Olavo de Carvalho
Jornal da Tarde, 3 de junio de 2004
“La opinión pública se está consolidando como agente capaz de transformar el escenario político”, afirma la escritora Rosiska Darcy de Oliveira en un artículo recientemente publicado, en el que intenta inducir a los brasileños a presionar al electorado americano para que vote a John Kerry, el candidato preferido de Corea del Norte, de Vietnam, de Hamas, de Al-Qaeda y de los militares chinos. El ejemplo que muestra a nuestros compatriotas proviene de España. No de la España heroica y pionera de siglo XVI. Ni siquiera de la España noblemente suicida de la Guerra Civil. Viene de esa otra España pasiva, acobardada, alelada y despreciable - repentina reencarnación de la “España miserable” de Antonio Machado -, que, hipnotizada por la manipulación siniestra de las bombas asesinas con una bien planeada blitzkrieg mediática, cayó de rodillas ante la voz de mando del terrorismo internacional. “En las elecciones españolas, tras el atentado terrorista de Madrid, en veinticuatro horas, usando los móviles y la red de internet, los electores hablaron entre sí, desmontaron la farsa oficial transmitida por los grandes medios de comunicación y depusieron del poder al primer-ministro que había engañado a la nación”.
Es uno de los párrafos más cínicos y mentirosos que he leído en la prensa nacional. Doña Rosiska pretende hacernos creer que la red de ONGs multimillonarias, muchas de ellas comprobadamente asociadas con la estrategia terrorista, que planean y manipulan el flujo de informaciones en los medios de comunicación internacionales, no existe, no actúa, no influye absolutamente en nada. En su lugar, aparece el personaje anónimo e impersonal llamado “opinión pública” o “los electores”, el cual, milagrosamente, se recluta, se articula, se organiza por iniciativa espontánea y, en veinticuatro horas, está listo para la acción unánime destinada a cambiar el curso de los acontecimientos. Que ese cambio acontezca en el sentido deseado y planeado por los terroristas, que realice milimétricamente el proyecto expuesto con meses de antecedencia por los comunicados internos de Al-Qaeda, no es más que una coincidencia que viene a sumarse a la inocente conjunción de casualidades. Y si esas dos líneas de fuerza convergen a su vez para aumentar la corriente de vociferaciones antiamericanas dominante en los grandes medios de comunicación de Madrid, París, Berlín y Nueva York, eso no sólo sucede igualmente sin ninguna premeditación, sino que tampoco constituye una objeción para que Doña Rosiska presente todo ese trabajo como una heroica reacción de los ciudadanos independientes e inermes contra la omnipotencia del “sistema” organizado y rico.

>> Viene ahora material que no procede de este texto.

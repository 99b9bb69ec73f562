//! ormlink: typed records to SQL and back.
//!
//! `ormlink` maps Rust structs onto relational tables. A [`Db`] handle runs
//! every create, query, update and delete through a pipeline of named steps
//! that build the statement, execute it, scan rows back into records and
//! fire lifecycle hooks. Relationships between models (has one, has many,
//! belongs to, many to many, polymorphic) are resolved from field
//! annotations and reached through [`Db::association`].
//!
//! # Quick Start
//!
//! ```ignore
//! use ormlink::prelude::*;
//! use ormlink_sqlite::SqliteConnection;
//!
//! #[derive(Model, Debug, Clone, Default)]
//! struct Hero {
//!     id: i64,
//!     name: String,
//!     age: Option<i32>,
//! }
//!
//! let db = Db::open(SqliteConnection::open_memory()?, Sqlite);
//! db.create_table::<Hero>()?;
//!
//! let mut hero = Hero { name: "Spider-Boy".into(), ..Default::default() };
//! db.create(&mut hero)?;
//!
//! let mut heroes: Vec<Hero> = Vec::new();
//! db.filter("age > ?", args![30]).order("name").find(&mut heroes)?;
//! ```
//!
//! # Crates
//!
//! - `ormlink-core`: values, rows, errors, model traits and descriptors
//! - `ormlink-macros`: `#[derive(Model)]`
//! - `ormlink-query`: dialects, conditions and statement assembly
//! - `ormlink-sqlite`: a SQLite executor

pub mod association;
pub mod callbacks;
pub mod config;
pub mod db;
pub mod migrate;
pub mod scan;
pub mod scope;

pub use ormlink_core::{
    ConfigErrorKind, Destination, Error, Executor, Field, FieldDescriptor, Model, ModelDescriptor,
    ModelEvents, PreconditionErrorKind, QueryErrorKind, Record, RecordList, Relationship,
    RelationshipKind, Result, Row, Scanner, SqlType, Transaction, Value,
};
pub use ormlink_macros::Model;
pub use ormlink_query::{Dialect, Filter, Mysql, Postgres, Search, Sqlite, Statement};

pub use association::Association;
pub use callbacks::{Action, Callbacks, Flow, Pipeline};
pub use config::DbConfig;
pub use db::Db;
pub use scope::{SAVE_ASSOCIATIONS, Scope, Target, UPDATE_COLUMNS};

/// Build a `Vec<Value>` of statement arguments.
///
/// ```ignore
/// db.filter("name = ? AND age > ?", args!["gernest", 20]);
/// ```
#[macro_export]
macro_rules! args {
    () => {
        ::std::vec::Vec::<$crate::Value>::new()
    };
    ($($arg:expr),+ $(,)?) => {
        ::std::vec![$($crate::Value::from($arg)),+]
    };
}

/// Everything needed to declare models and run queries.
pub mod prelude {
    pub use crate::args;
    pub use crate::{
        Action, Association, Callbacks, Db, DbConfig, Destination, Error, Executor, Filter, Flow,
        Model, ModelEvents, Record, Result, Scope, Sqlite, Value,
    };
}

Como si el “sistema” no consistiese precisamente en la asociación de los organismos internacionales con los grandes medios de comunicación y con la organización de la militancia radical en la tupida red de ONGs activistas que cubre todo el planeta y en un instante hace resonar sus consignas en todas las redacciones, segura de la uniformidad de las opiniones al día siguiente.
Como si los mismos medios de comunicación que Doña Rosiska finge denunciar no hubiesen tenido un papel destacado en la manipulación “espontánea” de las masas hacia la servil rendición a la prepotencia de los terroristas.

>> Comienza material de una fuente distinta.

//! SQL dialects.
//!
//! A [`Dialect`] owns everything that differs between databases: identifier
//! quoting, bind placeholder syntax, column type names, LIMIT/OFFSET syntax,
//! the key-returning suffix of an INSERT and the catalog queries behind the
//! table/column/index existence checks.

use ormlink_core::{Executor, FieldDescriptor, Result, SqlType, Value};
use regex::Regex;
use std::fmt;
use std::sync::OnceLock;

/// Dialect capabilities used by the statement assembler and table creation.
pub trait Dialect: Send + Sync + fmt::Debug {
    /// Short name, e.g. `"sqlite"`.
    fn name(&self) -> &'static str;

    /// Quote an identifier if it is not a plain lower-risk name.
    ///
    /// Dotted names are quoted part by part; `*` is left alone.
    fn quote(&self, identifier: &str) -> String {
        identifier
            .split('.')
            .map(|part| {
                if part == "*" || !needs_quoting(part) {
                    part.to_string()
                } else {
                    self.quote_always(part)
                }
            })
            .collect::<Vec<_>>()
            .join(".")
    }

    /// Quote a single identifier unconditionally.
    fn quote_always(&self, identifier: &str) -> String {
        format!("\"{}\"", identifier.replace('"', "\"\""))
    }

    /// Native bind placeholder for the 1-based `position`.
    fn bind_placeholder(&self, position: usize) -> String;

    /// Column type (plus inline constraints) for a scalar field.
    fn column_type(&self, field: &FieldDescriptor) -> String;

    /// LIMIT/OFFSET clause, or an empty string when neither is set.
    fn limit_offset(&self, limit: Option<u64>, offset: Option<u64>) -> String {
        let mut sql = String::new();
        if let Some(limit) = limit {
            sql.push_str(&format!("LIMIT {limit}"));
        }
        if let Some(offset) = offset {
            if !sql.is_empty() {
                sql.push(' ');
            }
            sql.push_str(&format!("OFFSET {offset}"));
        }
        sql
    }

    /// Suffix appended to an INSERT so it yields the generated key.
    fn last_insert_suffix(&self, _table: &str, _column: &str) -> String {
        String::new()
    }

    /// Body of an INSERT with no explicit columns.
    fn insert_default_values(&self) -> &'static str {
        "DEFAULT VALUES"
    }

    /// `FROM` clause needed by `SELECT <values>` in this dialect, if any.
    fn select_from_dummy_table(&self) -> &'static str {
        ""
    }

    #[allow(clippy::result_large_err)]
    fn has_table(&self, exec: &dyn Executor, table: &str) -> Result<bool>;

    #[allow(clippy::result_large_err)]
    fn has_column(&self, exec: &dyn Executor, table: &str, column: &str) -> Result<bool>;

    #[allow(clippy::result_large_err)]
    fn has_index(&self, exec: &dyn Executor, table: &str, index: &str) -> Result<bool>;
}

const KEYWORDS: &[&str] = &[
    "all", "and", "as", "asc", "between", "by", "case", "check", "column", "create", "default",
    "delete", "desc", "distinct", "drop", "else", "exists", "from", "group", "having", "in",
    "index", "insert", "into", "is", "join", "key", "like", "limit", "not", "null", "offset",
    "on", "or", "order", "primary", "references", "select", "set", "table", "then", "to",
    "union", "unique", "update", "user", "using", "values", "when", "where",
];

fn identifier_pattern() -> &'static Regex {
    static PATTERN: OnceLock<Regex> = OnceLock::new();
    PATTERN.get_or_init(|| Regex::new(r"^[A-Za-z_][A-Za-z0-9_]*$").expect("valid identifier pattern"))
}

/// Whether an identifier must be quoted to be used verbatim.
pub fn needs_quoting(identifier: &str) -> bool {
    !identifier_pattern().is_match(identifier)
        || KEYWORDS.contains(&identifier.to_ascii_lowercase().as_str())
}

#[allow(clippy::result_large_err)]
fn count_query(exec: &dyn Executor, sql: &str, params: &[Value]) -> Result<bool> {
    let count = match exec.query_one(sql, params)? {
        Some(row) => row.get_as::<i64>(0)?,
        None => 0,
    };
    Ok(count > 0)
}

fn varchar_or(field: &FieldDescriptor, max: u32, fallback: &str) -> String {
    match field.size() {
        Some(size) if size > 0 && size < max => format!("varchar({size})"),
        _ => fallback.to_string(),
    }
}

/// Inline constraints shared by every dialect.
fn with_constraints(mut sql: String, field: &FieldDescriptor) -> String {
    if field.has_tag("not null") {
        sql.push_str(" NOT NULL");
    }
    if field.has_tag("unique") {
        sql.push_str(" UNIQUE");
    }
    if let Some(default) = field.tag("default") {
        sql.push_str(&format!(" DEFAULT {default}"));
    }
    sql
}

/// SQLite.
#[derive(Debug, Clone, Copy, Default)]
pub struct Sqlite;

impl Dialect for Sqlite {
    fn name(&self) -> &'static str {
        "sqlite"
    }

    fn bind_placeholder(&self, _position: usize) -> String {
        "?".to_string()
    }

    fn column_type(&self, field: &FieldDescriptor) -> String {
        if let Some(explicit) = field.tag("type") {
            return with_constraints(explicit.to_string(), field);
        }
        let base = match field.sql_type.unwrap_or(SqlType::Text) {
            SqlType::Boolean => "bool".to_string(),
            t if t.is_integer() && field.is_auto_increment() => {
                "integer primary key autoincrement".to_string()
            }
            SqlType::SmallInt | SqlType::Integer => "integer".to_string(),
            SqlType::BigInt => "bigint".to_string(),
            SqlType::Real | SqlType::Double => "real".to_string(),
            SqlType::Text | SqlType::Json => varchar_or(field, 65532, "text"),
            SqlType::Timestamp => "datetime".to_string(),
            SqlType::Blob => "blob".to_string(),
        };
        with_constraints(base, field)
    }

    fn has_table(&self, exec: &dyn Executor, table: &str) -> Result<bool> {
        count_query(
            exec,
            "SELECT count(*) FROM sqlite_master WHERE type = 'table' AND name = ?",
            &[Value::from(table)],
        )
    }

    fn has_column(&self, exec: &dyn Executor, table: &str, column: &str) -> Result<bool> {
        count_query(
            exec,
            "SELECT count(*) FROM pragma_table_info(?) WHERE name = ?",
            &[Value::from(table), Value::from(column)],
        )
    }

    fn has_index(&self, exec: &dyn Executor, table: &str, index: &str) -> Result<bool> {
        count_query(
            exec,
            "SELECT count(*) FROM sqlite_master WHERE type = 'index' AND tbl_name = ? AND name = ?",
            &[Value::from(table), Value::from(index)],
        )
    }
}

/// PostgreSQL.
#[derive(Debug, Clone, Copy, Default)]
pub struct Postgres;

impl Dialect for Postgres {
    fn name(&self) -> &'static str {
        "postgres"
    }

    fn bind_placeholder(&self, position: usize) -> String {
        format!("${position}")
    }

    fn column_type(&self, field: &FieldDescriptor) -> String {
        if let Some(explicit) = field.tag("type") {
            return with_constraints(explicit.to_string(), field);
        }
        let auto = field.is_auto_increment();
        let base = match field.sql_type.unwrap_or(SqlType::Text) {
            SqlType::Boolean => "boolean".to_string(),
            SqlType::SmallInt | SqlType::Integer if auto => "serial".to_string(),
            SqlType::BigInt if auto => "bigserial".to_string(),
            SqlType::SmallInt => "smallint".to_string(),
            SqlType::Integer => "integer".to_string(),
            SqlType::BigInt => "bigint".to_string(),
            SqlType::Real => "real".to_string(),
            SqlType::Double => "double precision".to_string(),
            SqlType::Text => varchar_or(field, 65532, "text"),
            SqlType::Timestamp => "timestamp with time zone".to_string(),
            SqlType::Blob => "bytea".to_string(),
            SqlType::Json => "jsonb".to_string(),
        };
        with_constraints(base, field)
    }

    fn last_insert_suffix(&self, table: &str, column: &str) -> String {
        format!(" RETURNING {}.{}", self.quote(table), self.quote(column))
    }

    fn has_table(&self, exec: &dyn Executor, table: &str) -> Result<bool> {
        count_query(
            exec,
            "SELECT count(*) FROM information_schema.tables \
             WHERE table_schema = CURRENT_SCHEMA() AND table_name = $1 AND table_type = 'BASE TABLE'",
            &[Value::from(table)],
        )
    }

    fn has_column(&self, exec: &dyn Executor, table: &str, column: &str) -> Result<bool> {
        count_query(
            exec,
            "SELECT count(*) FROM information_schema.columns \
             WHERE table_schema = CURRENT_SCHEMA() AND table_name = $1 AND column_name = $2",
            &[Value::from(table), Value::from(column)],
        )
    }

    fn has_index(&self, exec: &dyn Executor, table: &str, index: &str) -> Result<bool> {
        count_query(
            exec,
            "SELECT count(*) FROM pg_indexes WHERE tablename = $1 AND indexname = $2 \
             AND schemaname = CURRENT_SCHEMA()",
            &[Value::from(table), Value::from(index)],
        )
    }
}

/// MySQL.
#[derive(Debug, Clone, Copy, Default)]
pub struct Mysql;

impl Dialect for Mysql {
    fn name(&self) -> &'static str {
        "mysql"
    }

    fn quote_always(&self, identifier: &str) -> String {
        format!("`{}`", identifier.replace('`', "``"))
    }

    fn bind_placeholder(&self, _position: usize) -> String {
        "?".to_string()
    }

    fn column_type(&self, field: &FieldDescriptor) -> String {
        if let Some(explicit) = field.tag("type") {
            return with_constraints(explicit.to_string(), field);
        }
        let auto = if field.is_auto_increment() {
            " AUTO_INCREMENT"
        } else {
            ""
        };
        let base = match field.sql_type.unwrap_or(SqlType::Text) {
            SqlType::Boolean => "boolean".to_string(),
            SqlType::SmallInt => format!("smallint{auto}"),
            SqlType::Integer => format!("int{auto}"),
            SqlType::BigInt => format!("bigint{auto}"),
            SqlType::Real => "float".to_string(),
            SqlType::Double => "double".to_string(),
            SqlType::Text => match field.size() {
                Some(size) if size > 0 && size < 65532 => format!("varchar({size})"),
                Some(_) => "longtext".to_string(),
                None => "varchar(255)".to_string(),
            },
            SqlType::Timestamp => "datetime".to_string(),
            SqlType::Blob => "longblob".to_string(),
            SqlType::Json => "json".to_string(),
        };
        with_constraints(base, field)
    }

    fn insert_default_values(&self) -> &'static str {
        "VALUES ()"
    }

    fn select_from_dummy_table(&self) -> &'static str {
        "FROM DUAL"
    }

    fn has_table(&self, exec: &dyn Executor, table: &str) -> Result<bool> {
        count_query(
            exec,
            "SELECT count(*) FROM information_schema.tables \
             WHERE table_schema = DATABASE() AND table_name = ?",
            &[Value::from(table)],
        )
    }

    fn has_column(&self, exec: &dyn Executor, table: &str, column: &str) -> Result<bool> {
        count_query(
            exec,
            "SELECT count(*) FROM information_schema.columns \
             WHERE table_schema = DATABASE() AND table_name = ? AND column_name = ?",
            &[Value::from(table), Value::from(column)],
        )
    }

    fn has_index(&self, exec: &dyn Executor, table: &str, index: &str) -> Result<bool> {
        count_query(
            exec,
            "SELECT count(*) FROM information_schema.statistics \
             WHERE table_schema = DATABASE() AND table_name = ? AND index_name = ?",
            &[Value::from(table), Value::from(index)],
        )
    }
}

#[cfg(test)]
mod tests {
    use super::*;
    use ormlink_core::parse_tag;
    use std::collections::BTreeMap;

    fn field(sql_type: SqlType, pk: bool, tag: &str) -> FieldDescriptor {
        FieldDescriptor {
            name: "f".into(),
            names: vec!["f".into()],
            db_name: "f".into(),
            is_primary_key: pk,
            is_ignored: false,
            is_normal: true,
            has_default_value: false,
            is_scanner: false,
            sql_type: Some(sql_type),
            nullable: false,
            tags: if tag.is_empty() {
                BTreeMap::new()
            } else {
                parse_tag(tag)
            },
            relationship: None,
        }
    }

    #[test]
    fn quotes_only_when_needed() {
        assert_eq!(Sqlite.quote("users"), "users");
        assert_eq!(Sqlite.quote("users.name"), "users.name");
        assert_eq!(Sqlite.quote("order"), "\"order\"");
        assert_eq!(Sqlite.quote("my table"), "\"my table\"");
        assert_eq!(Sqlite.quote("users.*"), "users.*");
        assert_eq!(Mysql.quote("group.key"), "`group`.`key`");
        assert_eq!(Postgres.quote_always("a\"b"), "\"a\"\"b\"");
    }

    #[test]
    fn placeholders_per_dialect() {
        assert_eq!(Sqlite.bind_placeholder(3), "?");
        assert_eq!(Mysql.bind_placeholder(3), "?");
        assert_eq!(Postgres.bind_placeholder(3), "$3");
    }

    #[test]
    fn limit_offset_syntax() {
        assert_eq!(Sqlite.limit_offset(Some(10), Some(20)), "LIMIT 10 OFFSET 20");
        assert_eq!(Sqlite.limit_offset(None, Some(5)), "OFFSET 5");
        assert_eq!(Sqlite.limit_offset(None, None), "");
    }

    #[test]
    fn sqlite_column_types() {
        assert_eq!(
            Sqlite.column_type(&field(SqlType::BigInt, true, "")),
            "integer primary key autoincrement"
        );
        assert_eq!(Sqlite.column_type(&field(SqlType::BigInt, false, "")), "bigint");
        assert_eq!(
            Sqlite.column_type(&field(SqlType::Text, false, "size:64;not null;unique")),
            "varchar(64) NOT NULL UNIQUE"
        );
        assert_eq!(Sqlite.column_type(&field(SqlType::Text, false, "")), "text");
        assert_eq!(
            Sqlite.column_type(&field(SqlType::Integer, false, "default:0")),
            "integer DEFAULT 0"
        );
        assert_eq!(
            Sqlite.column_type(&field(SqlType::Text, false, "type:char(2)")),
            "char(2)"
        );
    }

    #[test]
    fn server_column_types() {
        assert_eq!(Postgres.column_type(&field(SqlType::BigInt, true, "")), "bigserial");
        assert_eq!(Postgres.column_type(&field(SqlType::Blob, false, "")), "bytea");
        assert_eq!(Mysql.column_type(&field(SqlType::Integer, true, "")), "int AUTO_INCREMENT");
        assert_eq!(Mysql.column_type(&field(SqlType::Text, false, "")), "varchar(255)");
    }

    #[test]
    fn returning_suffix_only_on_postgres() {
        assert_eq!(Sqlite.last_insert_suffix("users", "id"), "");
        assert_eq!(
            Postgres.last_insert_suffix("users", "id"),
            " RETURNING users.id"
        );
        assert_eq!(Mysql.select_from_dummy_table(), "FROM DUAL");
    }
}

Como si la existencia y el funcionamiento de las “redes” fueran totalmente desconocidos, como si no fuesen objeto de una detallada bibliografía académica, como si en la misma internet no circulase desde 1996 una obra como The Advent of Netwar, de John Arquilla y David F. Ronfeldt (<http://www.rand.org/publications/MR/MR789/>).
Como si la inmensidad de dinero público y privado que engorda a esa máquina infernal de propaganda pudiese ser ocultado a los lectores y no estuviese ya bien patente a la vista de todos en sites como <http://www.activistcash.com>.
Como si la propia Doña Rosiska, desde los tiempos en que servía al maestro manipulador Paulo Freire hasta la época más reciente en que ha pasado a brillar en los altos círculos del “beautiful people” nacional e internacional, no hubiese hecho toda su carrera dentro y bajo la generosa protección de ese sistema, ignorando, por tanto, cándidamente su existencia y no teniendo, la pobrecita, otra manera de explicar los resultados espectaculares de sus acciones globales más que mediante el recurso pueril a una hipótesis mágica.
Nunca la realidad ha sido invertida tan simétricamente, nunca la astucia sagaz de los manipuladores se camufló bajo tan cándida inocencia. Comprendo que Doña Rosiska tenga tanto éxito hoy en día. Su discurso es un resumen vivo del modelo brasileño de honestidad intelectual.